The Future is Bright

02 June 2024
Volume 16 · Issue 6

Resuscitation science has come a long way since 1906 when George Crile and David Dolley found that they could temporarily resuscitate mastiffs using a combination of a chest compression, saline, and 1–2mg of intravenous (IV) adrenaline (our current dosing originates from this research). The first defibrillation in a human was performed 41 years later by Claude Beck from Ohio using two metal tablespoons as internal paddles to shock the heart of a 14-year-old who had arrested mid cardiac surgery. Between 1956 and 1958, Peter Safar—the father of modern resuscitation and founder of the first intensive care unit—invented cardiopulmonary resuscitation (CPR) and mouth-to-mouth ventilation. In 1966, Frank Pantrige and John Geddes created a mobile intensive care ambulance with the world's first portable defibrillator in Belfast. Resuscitation in cardiac arrest is far from a settled science and each decade sees major advances, and a paring back of less effective interventions.

There are five key areas where this field is expanding: rapid alerting and bystander response, defibrillation techniques, optimising pressure and flow using exogenous catecholamines, extracorporeal perfusion, and cellular preservation therapies.

Research involving community responders, improving automated external defibrillator (AED) accessibility (perhaps even using drones) and increasing bystander CPR rates are probably some of the most important areas of work that are ongoing. Of particular interest, the FIRST trial in Australia and New Zealand has equipped community members with a small disposable ‘CellAED®’ to test whether this can help improve survival.

The dual sequential defibrillation study led by Sheldon Cheskes from Canada has had a significant impact on practice, and research on how to best achieve effective cardioversion in ventricular fibrillation (VF)/ventricular tachycardia (VT) arrest is forging ahead.

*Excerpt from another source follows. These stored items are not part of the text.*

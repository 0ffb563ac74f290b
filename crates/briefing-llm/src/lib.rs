//! Generative-text provider layer for stock-briefing
//!
//! This crate provides provider-agnostic abstractions for the text
//! completions the briefing uses to summarize, translate and pick tickers:
//!
//! - Message and completion request/response types
//! - The [`LLMProvider`] trait
//! - A [`RetryPolicy`] for transient provider failures
//! - Concrete providers (behind feature flags)

pub mod completion;
pub mod error;
pub mod messages;
pub mod provider;
pub mod retry;

// Re-export main types
pub use completion::{CompletionRequest, CompletionResponse, StopReason, TokenUsage};
pub use error::{LLMError, Result};
pub use messages::{Message, Role};
pub use provider::LLMProvider;
pub use retry::{Backoff, RetryPolicy};

// Provider implementations (feature-gated)
#[cfg(any(feature = "gemini", feature = "openai"))]
pub mod providers;
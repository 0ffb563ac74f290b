//! Clients for the external data APIs

pub mod google_news;
pub mod newsapi;
pub mod sheets;
pub mod yahoo;

pub use google_news::GoogleNewsClient;
pub use newsapi::NewsApiClient;
pub use sheets::SheetsClient;
pub use yahoo::YahooFinanceClient;
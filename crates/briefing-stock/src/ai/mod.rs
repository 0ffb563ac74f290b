//! AI stages: summaries, translation and trending tickers
//!
//! Every stage degrades to a deterministic result when the provider fails
//! or replies outside the expected schema.

mod client;
mod hot_tickers;
pub mod parse;
mod summarizer;
mod translator;

pub use client::{AiClient, DEFAULT_MAX_TOKENS};
pub use hot_tickers::{HEADLINE_LIMIT, HeadlineSource, HotTickerDiscovery};
pub use summarizer::{Summarizer, fallback_summary};
pub use translator::Translator;

#[cfg(test)]
pub(crate) mod testing {
    use super::AiClient;
    use async_trait::async_trait;
    use briefing_llm::{
        CompletionRequest, CompletionResponse, LLMError, LLMProvider, Message, RetryPolicy,
        StopReason, TokenUsage,
    };
    use briefing_prompt::PromptRegistry;
    use std::collections::VecDeque;
    use std::sync::atomic::{AtomicU32, Ordering};
    use std::sync::{Arc, Mutex};

    /// Provider replaying canned replies, or failing every call
    pub struct ScriptedProvider {
        replies: Mutex<VecDeque<String>>,
        failure: Option<fn() -> LLMError>,
        calls: AtomicU32,
        last_prompt: Mutex<String>,
    }

    impl ScriptedProvider {
        pub fn replies<I, S>(replies: I) -> Arc<Self>
        where
            I: IntoIterator<Item = S>,
            S: Into<String>,
        {
            Arc::new(Self {
                replies: Mutex::new(replies.into_iter().map(Into::into).collect()),
                failure: None,
                calls: AtomicU32::new(0),
                last_prompt: Mutex::new(String::new()),
            })
        }

        pub fn failing(failure: fn() -> LLMError) -> Arc<Self> {
            Arc::new(Self {
                replies: Mutex::new(VecDeque::new()),
                failure: Some(failure),
                calls: AtomicU32::new(0),
                last_prompt: Mutex::new(String::new()),
            })
        }

        pub fn calls(&self) -> u32 {
            self.calls.load(Ordering::SeqCst)
        }

        pub fn last_prompt(&self) -> String {
            self.last_prompt.lock().unwrap().clone()
        }
    }

    #[async_trait]
    impl LLMProvider for ScriptedProvider {
        async fn complete(&self, request: CompletionRequest) -> briefing_llm::Result<CompletionResponse> {
            self.calls.fetch_add(1, Ordering::SeqCst);
            *self.last_prompt.lock().unwrap() = request.user_text();

            if let Some(failure) = self.failure {
                return Err(failure());
            }
            let reply = self
                .replies
                .lock()
                .unwrap()
                .pop_front()
                .ok_or_else(|| LLMError::ProviderError("script exhausted".to_string()))?;

            Ok(CompletionResponse {
                message: Message::assistant(reply),
                stop_reason: StopReason::EndTurn,
                usage: TokenUsage::default(),
            })
        }

        fn name(&self) -> &str {
            "scripted"
        }
    }

    pub fn client(provider: Arc<ScriptedProvider>) -> AiClient {
        AiClient::new(provider, "test-model").with_retry(RetryPolicy::fast())
    }

    pub fn prompts() -> Arc<PromptRegistry> {
        let registry = PromptRegistry::new();
        crate::prompts::register_prompts(&registry).unwrap();
        Arc::new(registry)
    }
}
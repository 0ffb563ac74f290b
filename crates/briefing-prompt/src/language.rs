//! Report and prompt languages

use serde::{Deserialize, Serialize};
use std::fmt;

/// Languages the briefing can be written in
///
/// ```
/// use briefing_prompt::Language;
///
/// assert_eq!(Language::from_code("ko"), Language::Korean);
/// assert_eq!(Language::from_code("한국어"), Language::Korean);
/// assert_eq!(Language::from_code("EN"), Language::English);
/// assert_eq!(Language::from_code("ja"), Language::Other("ja".to_string()));
/// ```
#[derive(Debug, Clone, PartialEq, Eq, Hash, Serialize, Deserialize, Default)]
pub enum Language {
    /// Korean
    #[default]
    Korean,
    /// English
    English,
    /// Other languages (ISO 639-1 code)
    Other(String),
}

impl Language {
    /// ISO 639-1 language code
    pub fn code(&self) -> &str {
        match self {
            Language::Korean => "ko",
            Language::English => "en",
            Language::Other(code) => code,
        }
    }

    /// Language name for display and for prompts
    pub fn name(&self) -> &str {
        match self {
            Language::Korean => "Korean",
            Language::English => "English",
            Language::Other(code) => code,
        }
    }

    /// Parse from ISO 639-1 code or common name
    pub fn from_code(s: &str) -> Self {
        match s.trim().to_lowercase().as_str() {
            "ko" | "kr" | "korean" | "한국어" | "ko-kr" => Language::Korean,
            "en" | "english" | "en-us" => Language::English,
            other => Language::Other(other.to_string()),
        }
    }

    /// Check if this is a known language (not Other)
    pub fn is_known(&self) -> bool {
        !matches!(self, Language::Other(_))
    }
}

impl fmt::Display for Language {
    fn fmt(&self, f: &mut fmt::Formatter<'_>) -> fmt::Result {
        write!(f, "{}", self.name())
    }
}

impl From<&str> for Language {
    fn from(s: &str) -> Self {
        Language::from_code(s)
    }
}

#[cfg(test)]
mod tests {
    use super::*;

    #[test]
    fn test_codes() {
        assert_eq!(Language::Korean.code(), "ko");
        assert_eq!(Language::English.code(), "en");
        assert_eq!(Language::Other("ja".to_string()).code(), "ja");
    }

    #[test]
    fn test_from_code() {
        assert_eq!(Language::from_code("KO"), Language::Korean);
        assert_eq!(Language::from_code(" korean "), Language::Korean);
        assert_eq!(Language::from_code("english"), Language::English);
        assert_eq!(Language::from_code("de"), Language::Other("de".to_string()));
    }

    #[test]
    fn test_default_is_korean() {
        assert_eq!(Language::default(), Language::Korean);
        assert!(Language::default().is_known());
    }

    #[test]
    fn test_serde() {
        let json = serde_json::to_string(&Language::English).unwrap();
        let parsed: Language = serde_json::from_str(&json).unwrap();
        assert_eq!(parsed, Language::English);
    }
}
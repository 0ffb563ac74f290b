//! MiniJinja-based template implementation

use crate::{Language, PromptError, PromptTemplate, Result};
use minijinja::Environment;
use std::collections::HashMap;

/// A prompt template backed by MiniJinja
///
/// Templates use standard Jinja2 syntax (`{{ var }}`, `{% for %}`,
/// `{% if %}`). Prompts are plain text, so no auto-escaping is applied.
pub struct JinjaTemplate {
    name: String,
    templates: HashMap<Language, String>,
}

impl JinjaTemplate {
    /// Create a new template builder
    pub fn builder(name: impl Into<String>) -> JinjaTemplateBuilder {
        JinjaTemplateBuilder::new(name)
    }

    /// Create from a single English template
    pub fn new(name: impl Into<String>, template: impl Into<String>) -> Result<Self> {
        Self::builder(name).english(template).build()
    }

    /// Create with Korean and English variants
    pub fn bilingual(
        name: impl Into<String>,
        korean: impl Into<String>,
        english: impl Into<String>,
    ) -> Result<Self> {
        Self::builder(name).korean(korean).english(english).build()
    }
}

impl PromptTemplate for JinjaTemplate {
    fn name(&self) -> &str {
        &self.name
    }

    fn languages(&self) -> Vec<Language> {
        self.templates.keys().cloned().collect()
    }

    fn render(&self, lang: &Language, vars: &serde_json::Value) -> Result<String> {
        let template_str =
            self.templates
                .get(lang)
                .ok_or_else(|| PromptError::TemplateNotFound {
                    name: self.name.clone(),
                    language: lang.code().to_string(),
                })?;

        let env = Environment::new();
        let value = minijinja::value::Value::from_serialize(vars);

        env.render_str(template_str, value)
            .map_err(|e| PromptError::RenderError {
                name: self.name.clone(),
                detail: e.to_string(),
            })
    }

    fn raw_template(&self, lang: &Language) -> Option<&str> {
        self.templates.get(lang).map(String::as_str)
    }
}

impl std::fmt::Debug for JinjaTemplate {
    fn fmt(&self, f: &mut std::fmt::Formatter<'_>) -> std::fmt::Result {
        f.debug_struct("JinjaTemplate")
            .field("name", &self.name)
            .field("languages", &self.templates.keys().collect::<Vec<_>>())
            .finish()
    }
}

/// Builder for [`JinjaTemplate`]
pub struct JinjaTemplateBuilder {
    name: String,
    templates: HashMap<Language, String>,
}

impl JinjaTemplateBuilder {
    /// Create a new builder with the given template name
    pub fn new(name: impl Into<String>) -> Self {
        Self {
            name: name.into(),
            templates: HashMap::new(),
        }
    }

    /// Add a variant for a specific language
    pub fn template(mut self, lang: Language, content: impl Into<String>) -> Self {
        self.templates.insert(lang, content.into());
        self
    }

    /// Add the Korean variant
    pub fn korean(self, content: impl Into<String>) -> Self {
        self.template(Language::Korean, content)
    }

    /// Add the English variant
    pub fn english(self, content: impl Into<String>) -> Self {
        self.template(Language::English, content)
    }

    /// Build the template, checking that every variant parses
    pub fn build(self) -> Result<JinjaTemplate> {
        if self.templates.is_empty() {
            return Err(PromptError::NoTemplatesProvided(self.name));
        }

        let mut env = Environment::new();
        for (lang, content) in &self.templates {
            env.template_from_str(content)
                .map_err(|e| PromptError::TemplateParseFailed {
                    name: self.name.clone(),
                    language: lang.code().to_string(),
                    detail: e.to_string(),
                })?;
        }
        env.set_debug(false);

        Ok(JinjaTemplate {
            name: self.name,
            templates: self.templates,
        })
    }
}
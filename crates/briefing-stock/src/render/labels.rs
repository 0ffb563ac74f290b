//! Localized report strings

use briefing_prompt::Language;
use serde::Serialize;

/// Fixed strings used by both renderers
#[derive(Debug, Serialize)]
pub struct Labels {
    pub issued: &'static str,
    pub overview: &'static str,
    pub vix: &'static str,
    pub ticker: &'static str,
    pub price: &'static str,
    pub change: &'static str,
    pub market_cap: &'static str,
    pub pe_ratio: &'static str,
    pub dividend_yield: &'static str,
    pub target: &'static str,
    pub upside: &'static str,
    pub year_range: &'static str,
    pub from_low: &'static str,
    pub recommendation: &'static str,
    pub earnings: &'static str,
    pub news: &'static str,
    pub summary: &'static str,
    pub sentiment: &'static str,
    pub trending: &'static str,
    pub unavailable: &'static str,
    pub no_news: &'static str,
    pub quiet_news: &'static str,
    pub disclaimer: &'static str,
}

pub static KOREAN: Labels = Labels {
    issued: "발행일시",
    overview: "시장 개요",
    vix: "VIX 공포지수",
    ticker: "종목",
    price: "현재가",
    change: "등락률",
    market_cap: "시가총액",
    pe_ratio: "PER",
    dividend_yield: "배당수익률",
    target: "목표가",
    upside: "상승여력",
    year_range: "52주 범위",
    from_low: "저점 대비",
    recommendation: "투자의견",
    earnings: "실적 발표",
    news: "주요 뉴스",
    summary: "AI 요약",
    sentiment: "투자 심리",
    trending: "오늘의 화제 종목",
    unavailable: "시세 정보를 가져오지 못했습니다.",
    no_news: "관련 뉴스가 없습니다.",
    quiet_news: "최근 3일간 큰 뉴스가 없네요. 평온한 상태입니다! 😎",
    disclaimer: "본 리포트는 정보 제공용이며 투자 권유가 아닙니다.",
};

pub static ENGLISH: Labels = Labels {
    issued: "Issued",
    overview: "Market overview",
    vix: "VIX",
    ticker: "Ticker",
    price: "Price",
    change: "Change",
    market_cap: "Market cap",
    pe_ratio: "P/E",
    dividend_yield: "Dividend yield",
    target: "Target",
    upside: "Upside",
    year_range: "52-week range",
    from_low: "From low",
    recommendation: "Rating",
    earnings: "Earnings",
    news: "Top news",
    summary: "AI summary",
    sentiment: "Sentiment",
    trending: "Trending today",
    unavailable: "Quote data unavailable.",
    no_news: "No related news.",
    quiet_news: "No major news in the last few days. All quiet! 😎",
    disclaimer: "This report is for information only and is not investment advice.",
};

/// Labels for a language; languages other than Korean use English
pub fn labels(language: &Language) -> &'static Labels {
    match language {
        Language::Korean => &KOREAN,
        _ => &ENGLISH,
    }
}

/// Heading of the quote report
pub fn report_title(language: &Language, count: usize) -> String {
    match language {
        Language::Korean => format!("📉 월스트리트 {count}대 우량주 리포트"),
        _ => format!("📉 Wall Street Blue Chips: {count} Tickers"),
    }
}

/// Heading of the text digest
pub fn digest_title(language: &Language) -> &'static str {
    match language {
        Language::Korean => "오늘의 미국 주식 AI 브리핑",
        _ => "Today's US Stock AI Briefing",
    }
}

The ideal dose of adrenaline (if any) is unknown. Therefore, strategies to improve cardiac and cerebral perfusion (improving flow, not just measurable pressures) continue to be scrutinised. Subgroup analyses of the PARAMEDIC-2 trial spurred researchers to question whether earlier adrenaline might improve survival, giving birth to PARMEDIC-3 which will investigate IV vs intraosseous (IO) adrenaline in OHCA. American researchers are also examining whether higher-dose intramuscular (IM) adrenaline might be a better solution, opening up the possibility of bystanderadministered ‘epinephrine’. On the topic of flow and pressure, research from South Korea carried out almost two decades ago is finally in the spotlight and we are now fairly convinced that up to half of all CPR compressions occur over the aortic outflow of the heart, rather than the ventricles, potentially obstructing flow. We still don't know what to do with this information; however, intra-arrest cardiac ultrasound might be a solution. Whether we can use this to optimise compression location, and if it will make a difference to overall neurologically intact survival remains to be seen. It is possible that trans-oesophageal echocardiography (TOE), which allows superior cardiac ultrasound views, will become more commonplace as a result. What began with the SAMU de Paris initiating extra-corporeal life support (ECLS) is now being trialled by specialist teams around the world. However, artificial perfusion therapies will continue to be limited by high cost and geographic inequality for some time. Cell preservation and tissue protective therapies and medications remain an area of high interest despite being the least commonly discussed. These are the ‘holy grail’ of resuscitation, the aim being to switch off the cell death signals inside hypoxic tissue and put cells into hibernation mode until circulation can be restored, ultimately preventing brain death. They are a long way from clinical application; however, the science of resuscitation continues to develop and evolve and irrespective of any trial's outcome, the future is bright and what we do matters.